Below are some entries; state how many of their lines contain the word "enum", with nothing else in the reply.

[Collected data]
-*-

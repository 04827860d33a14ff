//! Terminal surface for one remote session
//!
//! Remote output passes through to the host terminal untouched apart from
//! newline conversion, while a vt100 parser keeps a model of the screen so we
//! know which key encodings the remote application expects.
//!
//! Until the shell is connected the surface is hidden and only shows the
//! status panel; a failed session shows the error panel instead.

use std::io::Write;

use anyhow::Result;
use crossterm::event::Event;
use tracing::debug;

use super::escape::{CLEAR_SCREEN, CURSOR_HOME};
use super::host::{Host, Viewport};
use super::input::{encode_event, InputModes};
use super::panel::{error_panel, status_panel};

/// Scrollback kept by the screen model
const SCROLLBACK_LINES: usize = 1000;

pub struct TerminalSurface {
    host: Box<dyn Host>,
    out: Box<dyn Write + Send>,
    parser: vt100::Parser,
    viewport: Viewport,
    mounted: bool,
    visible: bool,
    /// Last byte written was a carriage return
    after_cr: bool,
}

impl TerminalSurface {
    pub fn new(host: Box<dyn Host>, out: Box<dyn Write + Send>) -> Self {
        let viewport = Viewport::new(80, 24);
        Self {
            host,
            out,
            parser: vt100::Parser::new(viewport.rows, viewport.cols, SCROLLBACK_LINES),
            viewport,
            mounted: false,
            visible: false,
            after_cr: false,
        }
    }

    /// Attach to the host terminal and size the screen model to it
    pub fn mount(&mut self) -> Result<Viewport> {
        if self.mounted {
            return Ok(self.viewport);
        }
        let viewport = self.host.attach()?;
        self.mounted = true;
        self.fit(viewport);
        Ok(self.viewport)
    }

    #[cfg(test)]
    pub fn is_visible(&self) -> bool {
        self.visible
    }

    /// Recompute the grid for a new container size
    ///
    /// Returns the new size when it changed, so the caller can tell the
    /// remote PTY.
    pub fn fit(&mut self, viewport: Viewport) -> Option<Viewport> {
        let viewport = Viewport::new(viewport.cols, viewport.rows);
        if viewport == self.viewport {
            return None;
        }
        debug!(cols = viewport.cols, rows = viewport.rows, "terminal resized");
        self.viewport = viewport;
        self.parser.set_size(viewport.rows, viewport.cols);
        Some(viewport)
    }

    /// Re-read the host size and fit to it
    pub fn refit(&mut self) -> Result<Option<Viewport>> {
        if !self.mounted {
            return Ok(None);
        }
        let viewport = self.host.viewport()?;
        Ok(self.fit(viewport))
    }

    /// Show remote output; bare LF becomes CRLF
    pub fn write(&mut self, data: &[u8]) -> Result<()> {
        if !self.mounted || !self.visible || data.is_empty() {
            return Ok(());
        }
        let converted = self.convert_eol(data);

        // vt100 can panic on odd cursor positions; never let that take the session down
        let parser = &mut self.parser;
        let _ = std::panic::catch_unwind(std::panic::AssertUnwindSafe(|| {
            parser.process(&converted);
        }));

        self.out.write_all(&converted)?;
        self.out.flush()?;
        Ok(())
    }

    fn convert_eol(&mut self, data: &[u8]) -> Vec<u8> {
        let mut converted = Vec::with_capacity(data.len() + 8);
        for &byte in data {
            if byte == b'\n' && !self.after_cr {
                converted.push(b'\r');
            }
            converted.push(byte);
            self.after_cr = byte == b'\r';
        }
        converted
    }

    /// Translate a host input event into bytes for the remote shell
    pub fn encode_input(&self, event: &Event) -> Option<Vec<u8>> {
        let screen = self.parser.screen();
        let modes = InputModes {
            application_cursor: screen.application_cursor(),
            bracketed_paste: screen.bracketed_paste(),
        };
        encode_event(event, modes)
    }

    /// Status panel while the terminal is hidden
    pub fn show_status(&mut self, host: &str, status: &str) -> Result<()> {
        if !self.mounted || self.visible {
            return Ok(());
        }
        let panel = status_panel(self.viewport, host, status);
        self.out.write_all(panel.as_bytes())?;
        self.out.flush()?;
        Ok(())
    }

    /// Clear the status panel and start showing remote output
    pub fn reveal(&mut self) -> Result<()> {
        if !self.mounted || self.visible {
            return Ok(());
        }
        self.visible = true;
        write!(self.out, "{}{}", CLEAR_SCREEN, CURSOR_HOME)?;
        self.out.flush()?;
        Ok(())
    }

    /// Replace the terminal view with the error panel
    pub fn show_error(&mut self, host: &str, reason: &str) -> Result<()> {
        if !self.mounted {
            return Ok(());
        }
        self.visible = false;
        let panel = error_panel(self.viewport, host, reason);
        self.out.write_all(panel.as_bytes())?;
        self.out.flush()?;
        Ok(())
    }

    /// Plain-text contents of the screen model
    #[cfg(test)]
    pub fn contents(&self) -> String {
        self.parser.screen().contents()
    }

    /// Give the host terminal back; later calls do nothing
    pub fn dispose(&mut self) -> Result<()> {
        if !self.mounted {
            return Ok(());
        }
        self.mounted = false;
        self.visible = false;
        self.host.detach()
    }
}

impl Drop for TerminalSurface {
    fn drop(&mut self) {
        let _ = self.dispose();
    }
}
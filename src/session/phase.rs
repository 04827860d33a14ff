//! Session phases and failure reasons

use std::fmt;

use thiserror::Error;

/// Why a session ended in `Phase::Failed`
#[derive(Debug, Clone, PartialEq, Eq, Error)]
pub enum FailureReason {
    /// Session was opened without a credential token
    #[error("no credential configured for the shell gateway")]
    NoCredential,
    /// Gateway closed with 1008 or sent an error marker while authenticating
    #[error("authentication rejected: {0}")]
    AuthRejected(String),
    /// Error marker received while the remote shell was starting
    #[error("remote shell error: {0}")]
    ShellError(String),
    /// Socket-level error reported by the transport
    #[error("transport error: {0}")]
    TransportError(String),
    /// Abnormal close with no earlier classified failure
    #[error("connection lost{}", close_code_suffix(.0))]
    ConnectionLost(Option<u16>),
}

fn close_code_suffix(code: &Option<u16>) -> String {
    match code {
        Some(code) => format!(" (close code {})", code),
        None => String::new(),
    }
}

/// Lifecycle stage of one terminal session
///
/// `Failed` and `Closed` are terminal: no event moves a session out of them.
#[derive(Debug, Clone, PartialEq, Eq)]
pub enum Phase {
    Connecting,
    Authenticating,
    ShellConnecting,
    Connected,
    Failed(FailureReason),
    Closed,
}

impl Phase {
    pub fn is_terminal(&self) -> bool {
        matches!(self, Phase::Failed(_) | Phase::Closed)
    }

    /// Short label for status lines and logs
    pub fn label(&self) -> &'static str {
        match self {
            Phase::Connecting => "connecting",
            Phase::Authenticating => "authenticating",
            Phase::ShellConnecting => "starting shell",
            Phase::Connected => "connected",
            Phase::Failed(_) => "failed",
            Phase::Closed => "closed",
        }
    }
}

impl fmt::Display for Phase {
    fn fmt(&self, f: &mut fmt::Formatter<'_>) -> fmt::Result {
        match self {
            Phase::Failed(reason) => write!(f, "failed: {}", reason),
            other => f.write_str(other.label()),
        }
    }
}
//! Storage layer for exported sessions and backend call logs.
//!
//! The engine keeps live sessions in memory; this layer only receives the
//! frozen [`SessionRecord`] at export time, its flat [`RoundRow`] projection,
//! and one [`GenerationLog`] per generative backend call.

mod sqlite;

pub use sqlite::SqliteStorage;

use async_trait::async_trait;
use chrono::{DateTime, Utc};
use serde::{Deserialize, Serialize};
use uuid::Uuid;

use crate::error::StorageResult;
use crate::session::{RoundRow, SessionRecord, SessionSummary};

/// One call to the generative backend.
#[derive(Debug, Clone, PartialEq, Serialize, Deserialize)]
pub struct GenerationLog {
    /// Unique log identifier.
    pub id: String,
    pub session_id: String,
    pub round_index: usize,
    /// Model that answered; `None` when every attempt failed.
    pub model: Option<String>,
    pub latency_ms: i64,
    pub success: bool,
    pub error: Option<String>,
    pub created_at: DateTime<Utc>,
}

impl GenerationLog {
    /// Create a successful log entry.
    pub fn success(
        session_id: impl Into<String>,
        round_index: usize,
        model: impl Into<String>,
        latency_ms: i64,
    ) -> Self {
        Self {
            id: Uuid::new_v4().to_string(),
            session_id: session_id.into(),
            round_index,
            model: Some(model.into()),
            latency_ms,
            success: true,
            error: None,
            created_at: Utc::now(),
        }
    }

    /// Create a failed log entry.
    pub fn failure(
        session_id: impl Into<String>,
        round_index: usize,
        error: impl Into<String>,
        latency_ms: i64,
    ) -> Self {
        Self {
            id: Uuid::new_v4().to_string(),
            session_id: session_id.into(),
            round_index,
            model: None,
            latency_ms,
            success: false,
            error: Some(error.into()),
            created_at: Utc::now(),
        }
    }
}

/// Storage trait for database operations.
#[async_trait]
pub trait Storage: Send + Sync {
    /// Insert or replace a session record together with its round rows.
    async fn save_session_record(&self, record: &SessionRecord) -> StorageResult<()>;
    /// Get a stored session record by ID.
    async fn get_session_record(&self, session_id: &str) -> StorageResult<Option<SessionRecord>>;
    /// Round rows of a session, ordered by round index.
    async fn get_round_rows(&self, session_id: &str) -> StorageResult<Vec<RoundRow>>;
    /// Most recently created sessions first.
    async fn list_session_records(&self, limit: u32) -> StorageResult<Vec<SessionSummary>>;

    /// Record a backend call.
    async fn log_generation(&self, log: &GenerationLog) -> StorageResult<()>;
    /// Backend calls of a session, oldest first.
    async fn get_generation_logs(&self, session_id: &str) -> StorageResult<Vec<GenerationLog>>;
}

-*-

RESPONSE BOX:
2